**Problem details**
The word "unwrap" may appear in the records below. Report how many lines contain it, and write nothing besides the number.

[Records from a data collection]
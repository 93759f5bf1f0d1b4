//! Convolution kernels
//!
//! Defines the kernel structure used by the convolution routines, plus
//! constructors for the two kernels the pipeline needs: a truncated 1-D
//! Gaussian and a zero-mean Laplacian of Gaussian.

use crate::{FilterError, FilterResult};

/// Gaussian support extends this many standard deviations each side
pub const GAUSSIAN_TRUNCATE: f32 = 4.0;

/// A 2D convolution kernel
#[derive(Debug, Clone)]
pub struct Kernel {
    /// Width of the kernel
    width: u32,
    /// Height of the kernel
    height: u32,
    /// X coordinate of the center
    cx: u32,
    /// Y coordinate of the center
    cy: u32,
    /// Kernel data (row-major order)
    data: Vec<f32>,
}

impl Kernel {
    /// Create a zero kernel with the given dimensions, centered
    pub fn new(width: u32, height: u32) -> FilterResult<Self> {
        if width == 0 || height == 0 {
            return Err(FilterError::InvalidKernel(format!(
                "empty kernel: {}x{}",
                width, height
            )));
        }
        Ok(Kernel {
            width,
            height,
            cx: width / 2,
            cy: height / 2,
            data: vec![0.0; (width * height) as usize],
        })
    }

    /// Create a centered kernel from a slice of values
    pub fn from_slice(width: u32, height: u32, data: &[f32]) -> FilterResult<Self> {
        let mut kernel = Self::new(width, height)?;
        if data.len() != kernel.data.len() {
            return Err(FilterError::InvalidKernel(format!(
                "data length {} doesn't match {}x{}",
                data.len(),
                width,
                height
            )));
        }
        kernel.data.copy_from_slice(data);
        Ok(kernel)
    }

    /// Create a normalized horizontal 1-D Gaussian kernel
    ///
    /// The half-width is `floor(GAUSSIAN_TRUNCATE * sigma + 0.5)`.
    ///
    /// # Errors
    ///
    /// Returns `FilterError::InvalidParameters` unless `sigma` is finite
    /// and positive.
    pub fn gaussian_1d(sigma: f32) -> FilterResult<Self> {
        if !(sigma.is_finite() && sigma > 0.0) {
            return Err(FilterError::InvalidParameters(format!(
                "gaussian sigma must be positive, got {}",
                sigma
            )));
        }
        let radius = (GAUSSIAN_TRUNCATE * sigma + 0.5) as i32;
        let size = (2 * radius + 1) as u32;
        let two_sigma2 = 2.0 * sigma as f64 * sigma as f64;

        let weights: Vec<f64> = (-radius..=radius)
            .map(|i| (-(i as f64).powi(2) / two_sigma2).exp())
            .collect();
        let total: f64 = weights.iter().sum();
        let data: Vec<f32> = weights.iter().map(|w| (w / total) as f32).collect();

        Self::from_slice(size, 1, &data)
    }

    /// Create a square Laplacian-of-Gaussian kernel
    ///
    /// The kernel spans `2 * (size / 2) + 1` pixels. With `d = (i² + j²) /
    /// (2σ²)`, each weight is `(d - 1) * g` where `g = exp(-d)` normalized
    /// to unit sum; the mean is then subtracted so the kernel sums to zero.
    /// Bright blobs of scale `sigma` give a strongly negative response.
    pub fn laplacian_of_gaussian(size: u32, sigma: f32) -> FilterResult<Self> {
        if !(sigma.is_finite() && sigma > 0.0) {
            return Err(FilterError::InvalidParameters(format!(
                "LoG sigma must be positive, got {}",
                sigma
            )));
        }
        let half = (size / 2) as i32;
        let side = (2 * half + 1) as u32;
        let sigma = sigma as f64;

        let mut distance = Vec::with_capacity((side * side) as usize);
        for j in -half..=half {
            for i in -half..=half {
                let (fi, fj) = (i as f64 / sigma, j as f64 / sigma);
                distance.push((fi * fi + fj * fj) / 2.0);
            }
        }
        let gaussian: Vec<f64> = distance.iter().map(|d| (-d).exp()).collect();
        let gsum: f64 = gaussian.iter().sum();
        let log: Vec<f64> = distance
            .iter()
            .zip(&gaussian)
            .map(|(d, g)| (d - 1.0) * g / gsum)
            .collect();
        let mean = log.iter().sum::<f64>() / log.len() as f64;
        let data: Vec<f32> = log.iter().map(|v| (v - mean) as f32).collect();

        Self::from_slice(side, side, &data)
    }

    /// Return the transpose (a horizontal kernel becomes vertical)
    pub fn transposed(&self) -> Self {
        let mut data = vec![0.0; self.data.len()];
        for y in 0..self.height {
            for x in 0..self.width {
                data[(x * self.height + y) as usize] = self.data[(y * self.width + x) as usize];
            }
        }
        Kernel {
            width: self.height,
            height: self.width,
            cx: self.cy,
            cy: self.cx,
            data,
        }
    }

    /// Get the width
    #[inline]
    pub fn width(&self) -> u32 {
        self.width
    }

    /// Get the height
    #[inline]
    pub fn height(&self) -> u32 {
        self.height
    }

    /// Get the center x coordinate
    #[inline]
    pub fn center_x(&self) -> u32 {
        self.cx
    }

    /// Get the center y coordinate
    #[inline]
    pub fn center_y(&self) -> u32 {
        self.cy
    }

    /// Get the kernel data
    pub fn data(&self) -> &[f32] {
        &self.data
    }

    /// Get a kernel element
    #[inline]
    pub fn get(&self, x: u32, y: u32) -> Option<f32> {
        if x < self.width && y < self.height {
            Some(self.data[(y * self.width + x) as usize])
        } else {
            None
        }
    }

    /// Sum of all kernel elements
    pub fn sum(&self) -> f32 {
        self.data.iter().sum()
    }
}
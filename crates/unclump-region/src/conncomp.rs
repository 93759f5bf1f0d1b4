//! Connected component analysis
//!
//! This module provides functions for finding and labeling connected
//! components in masks. It uses a Union-Find (disjoint set) structure for
//! efficient two-pass labeling.
//!
//! Labels are assigned in raster order of each component's first pixel,
//! so the same mask always yields the same label map.

use crate::error::RegionResult;
use unclump_core::{LabelMap, Mask};

/// Connectivity type for component analysis
#[derive(Debug, Clone, Copy, PartialEq, Eq, Default)]
pub enum ConnectivityType {
    /// 4-way connectivity (up, down, left, right)
    #[default]
    FourWay,
    /// 8-way connectivity (includes diagonals)
    EightWay,
}

const FOUR_WAY: [(i32, i32); 4] = [(0, -1), (-1, 0), (1, 0), (0, 1)];

const EIGHT_WAY: [(i32, i32); 8] = [
    (-1, -1),
    (0, -1),
    (1, -1),
    (-1, 0),
    (1, 0),
    (-1, 1),
    (0, 1),
    (1, 1),
];

impl ConnectivityType {
    /// Neighbour offsets `(dx, dy)` in raster order
    pub fn offsets(self) -> &'static [(i32, i32)] {
        match self {
            ConnectivityType::FourWay => &FOUR_WAY,
            ConnectivityType::EightWay => &EIGHT_WAY,
        }
    }

    /// Offsets of neighbours already visited in a forward raster scan
    fn backward_offsets(self) -> &'static [(i32, i32)] {
        match self {
            ConnectivityType::FourWay => &FOUR_WAY[..2],
            ConnectivityType::EightWay => &EIGHT_WAY[..4],
        }
    }
}

/// Iterate over the in-grid neighbours of (x, y)
pub(crate) fn neighbors(
    width: u32,
    height: u32,
    x: u32,
    y: u32,
    connectivity: ConnectivityType,
) -> impl Iterator<Item = (u32, u32)> {
    connectivity.offsets().iter().filter_map(move |&(dx, dy)| {
        let nx = x as i64 + dx as i64;
        let ny = y as i64 + dy as i64;
        (nx >= 0 && ny >= 0 && nx < width as i64 && ny < height as i64)
            .then_some((nx as u32, ny as u32))
    })
}

/// Axis-aligned bounding box, inclusive of its first pixel
#[derive(Debug, Clone, Copy, PartialEq, Eq)]
pub struct BoundingBox {
    pub x: u32,
    pub y: u32,
    pub w: u32,
    pub h: u32,
}

/// A connected component in a label map
#[derive(Debug, Clone)]
pub struct ConnectedComponent {
    /// Label of this component
    pub label: u32,
    /// Number of pixels in this component
    pub pixel_count: u32,
    /// Bounding box of this component
    pub bounds: BoundingBox,
    /// Mean (x, y) position of the component's pixels
    pub centroid: (f32, f32),
}

/// Disjoint-set forest over provisional labels
struct UnionFind {
    parent: Vec<u32>,
}

impl UnionFind {
    fn new() -> Self {
        // index 0 is background and never merged
        Self { parent: vec![0] }
    }

    fn make_set(&mut self) -> u32 {
        let id = self.parent.len() as u32;
        self.parent.push(id);
        id
    }

    fn find(&mut self, mut x: u32) -> u32 {
        while self.parent[x as usize] != x {
            let grandparent = self.parent[self.parent[x as usize] as usize];
            self.parent[x as usize] = grandparent;
            x = grandparent;
        }
        x
    }

    fn union(&mut self, a: u32, b: u32) {
        let ra = self.find(a);
        let rb = self.find(b);
        if ra != rb {
            // keep the smaller root so the first-seen label wins
            let (lo, hi) = if ra < rb { (ra, rb) } else { (rb, ra) };
            self.parent[hi as usize] = lo;
        }
    }
}

/// Label all connected components of a mask
///
/// Returns the label map (`0` for unset pixels, `1..=n` for components)
/// and the number of components `n`.
///
/// # Examples
///
/// ```
/// use unclump_core::Mask;
/// use unclump_region::{ConnectivityType, label_connected_components};
///
/// let mask = Mask::from_fn(5, 5, |x, y| x == y).unwrap();
/// let (_, four) = label_connected_components(&mask, ConnectivityType::FourWay).unwrap();
/// let (_, eight) = label_connected_components(&mask, ConnectivityType::EightWay).unwrap();
/// assert_eq!(four, 5);
/// assert_eq!(eight, 1);
/// ```
pub fn label_connected_components(
    mask: &Mask,
    connectivity: ConnectivityType,
) -> RegionResult<(LabelMap, u32)> {
    let (w, h) = mask.dimensions();
    let mut provisional = LabelMap::new(w, h)?;
    let mut sets = UnionFind::new();

    // First pass: provisional labels and equivalences
    for y in 0..h {
        for x in 0..w {
            if !mask.get_unchecked(x, y) {
                continue;
            }
            let mut current = 0u32;
            for &(dx, dy) in connectivity.backward_offsets() {
                let Some(n) = provisional.get_signed(x as i64 + dx as i64, y as i64 + dy as i64)
                else {
                    continue;
                };
                if n == 0 {
                    continue;
                }
                if current == 0 {
                    current = n;
                } else {
                    sets.union(current, n);
                }
            }
            if current == 0 {
                current = sets.make_set();
            }
            provisional.set_unchecked(x, y, current);
        }
    }

    // Second pass: resolve to dense labels in first-seen order
    let mut dense = vec![0u32; sets.parent.len()];
    let mut count = 0u32;
    let mut labels = provisional;
    for v in labels.data_mut().iter_mut() {
        if *v == 0 {
            continue;
        }
        let root = sets.find(*v) as usize;
        if dense[root] == 0 {
            count += 1;
            dense[root] = count;
        }
        *v = dense[root];
    }

    Ok((labels, count))
}

/// Find all connected components of a mask
///
/// Returns one entry per component, ordered by label.
pub fn find_connected_components(
    mask: &Mask,
    connectivity: ConnectivityType,
) -> RegionResult<Vec<ConnectedComponent>> {
    let (labels, _) = label_connected_components(mask, connectivity)?;
    Ok(component_stats(&labels))
}

/// Per-label statistics of a label map
///
/// Returns one entry per label present, ordered by label.
pub fn component_stats(labels: &LabelMap) -> Vec<ConnectedComponent> {
    struct Acc {
        count: u32,
        sx: f64,
        sy: f64,
        min_x: u32,
        min_y: u32,
        max_x: u32,
        max_y: u32,
    }

    let max_label = labels.max_label() as usize;
    let mut accs: Vec<Option<Acc>> = (0..=max_label).map(|_| None).collect();

    for y in 0..labels.height() {
        for x in 0..labels.width() {
            let label = labels.get_unchecked(x, y) as usize;
            if label == 0 {
                continue;
            }
            let acc = accs[label].get_or_insert(Acc {
                count: 0,
                sx: 0.0,
                sy: 0.0,
                min_x: x,
                min_y: y,
                max_x: x,
                max_y: y,
            });
            acc.count += 1;
            acc.sx += x as f64;
            acc.sy += y as f64;
            acc.min_x = acc.min_x.min(x);
            acc.min_y = acc.min_y.min(y);
            acc.max_x = acc.max_x.max(x);
            acc.max_y = acc.max_y.max(y);
        }
    }

    accs.into_iter()
        .enumerate()
        .filter_map(|(label, acc)| {
            acc.map(|a| ConnectedComponent {
                label: label as u32,
                pixel_count: a.count,
                bounds: BoundingBox {
                    x: a.min_x,
                    y: a.min_y,
                    w: a.max_x - a.min_x + 1,
                    h: a.max_y - a.min_y + 1,
                },
                centroid: (
                    (a.sx / a.count as f64) as f32,
                    (a.sy / a.count as f64) as f32,
                ),
            })
        })
        .collect()
}
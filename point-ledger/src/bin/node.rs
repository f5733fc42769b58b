//! Point ledger node binary

use anyhow::Context;
use point_ledger::{Config, PointService};

#[tokio::main]
async fn main() -> anyhow::Result<()> {
    // Initialize tracing
    tracing_subscriber::fmt()
        .with_env_filter(
            tracing_subscriber::EnvFilter::from_default_env()
                .add_directive(tracing::Level::INFO.into()),
        )
        .init();

    tracing::info!("Starting point ledger node");

    // Load configuration
    let config = match std::env::var("POINT_CONFIG") {
        Ok(path) => Config::from_file(&path)
            .with_context(|| format!("loading config from {}", path))?,
        Err(_) => Config::from_env().context("loading config from environment")?,
    };

    let service = PointService::open(&config).context("opening point service")?;
    tracing::info!(
        service = %config.service_name,
        version = %config.service_version,
        max_balance = service.max_balance(),
        "Point service ready"
    );

    tokio::signal::ctrl_c().await?;

    tracing::info!(
        active_keys = service.gate().active_keys(),
        "Shutting down point ledger node"
    );
    println!("{}", service.metrics().gather_text()?);
    Ok(())
}
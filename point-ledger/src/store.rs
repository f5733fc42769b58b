//! Ledger store interface and the in-memory backend
//!
//! The service treats the store as a synchronous key-value collaborator. A
//! store only guarantees each call is atomic on its own; ordering across calls
//! for one user is the gate's job.

use crate::{
    config::LatencyConfig,
    types::{Balance, HistoryRecord, TransactionKind, UserId},
    Result,
};
use chrono::{DateTime, Utc};
use dashmap::DashMap;
use parking_lot::RwLock;
use rand::Rng;
use std::sync::atomic::{AtomicU64, Ordering};
use std::time::Duration;
use tokio::runtime::{Handle, RuntimeFlavor};

/// Balance and history persistence consumed by the point service
pub trait LedgerStore: Send + Sync {
    /// Current balance, `None` when the user has no record
    fn read(&self, user_id: UserId) -> Result<Option<Balance>>;

    /// Overwrite the stored balance and stamp `last_updated`
    fn write(&self, user_id: UserId, amount: u64) -> Result<Balance>;

    /// Append one immutable history record
    fn append_history(
        &self,
        user_id: UserId,
        amount: u64,
        kind: TransactionKind,
        timestamp: DateTime<Utc>,
    ) -> Result<HistoryRecord>;

    /// All records for the user, in insertion order
    fn list_history(&self, user_id: UserId) -> Result<Vec<HistoryRecord>>;
}

/// Process-local store
#[derive(Debug, Default)]
pub struct MemoryStore {
    balances: DashMap<UserId, Balance>,
    history: RwLock<Vec<HistoryRecord>>,
    next_id: AtomicU64,
    latency: Option<LatencyConfig>,
}

impl MemoryStore {
    /// Empty store without artificial delay
    pub fn new() -> Self {
        Self::default()
    }

    /// Sleep a random duration from `latency` on every call
    ///
    /// Widens race windows in contention tests.
    pub fn with_latency(latency: LatencyConfig) -> Self {
        Self {
            latency: Some(latency),
            ..Self::default()
        }
    }

    fn simulate_latency(&self) {
        if let Some(latency) = self.latency {
            let millis = rand::thread_rng().gen_range(latency.min_ms..=latency.max_ms);
            if millis == 0 {
                return;
            }
            let delay = Duration::from_millis(millis);
            // Hand this worker's other tasks off before blocking it.
            match Handle::try_current() {
                Ok(handle) if handle.runtime_flavor() == RuntimeFlavor::MultiThread => {
                    tokio::task::block_in_place(|| std::thread::sleep(delay))
                }
                _ => std::thread::sleep(delay),
            }
        }
    }
}

impl LedgerStore for MemoryStore {
    fn read(&self, user_id: UserId) -> Result<Option<Balance>> {
        self.simulate_latency();
        Ok(self.balances.get(&user_id).map(|entry| entry.value().clone()))
    }

    fn write(&self, user_id: UserId, amount: u64) -> Result<Balance> {
        self.simulate_latency();
        let balance = Balance {
            user_id,
            amount,
            last_updated: Utc::now(),
        };
        self.balances.insert(user_id, balance.clone());
        Ok(balance)
    }

    fn append_history(
        &self,
        user_id: UserId,
        amount: u64,
        kind: TransactionKind,
        timestamp: DateTime<Utc>,
    ) -> Result<HistoryRecord> {
        self.simulate_latency();
        let mut history = self.history.write();
        let record = HistoryRecord {
            id: self.next_id.fetch_add(1, Ordering::SeqCst) + 1,
            user_id,
            amount,
            kind,
            timestamp,
        };
        history.push(record.clone());
        Ok(record)
    }

    fn list_history(&self, user_id: UserId) -> Result<Vec<HistoryRecord>> {
        self.simulate_latency();
        Ok(self
            .history
            .read()
            .iter()
            .filter(|record| record.user_id == user_id)
            .cloned()
            .collect())
    }
}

**Expected output**
3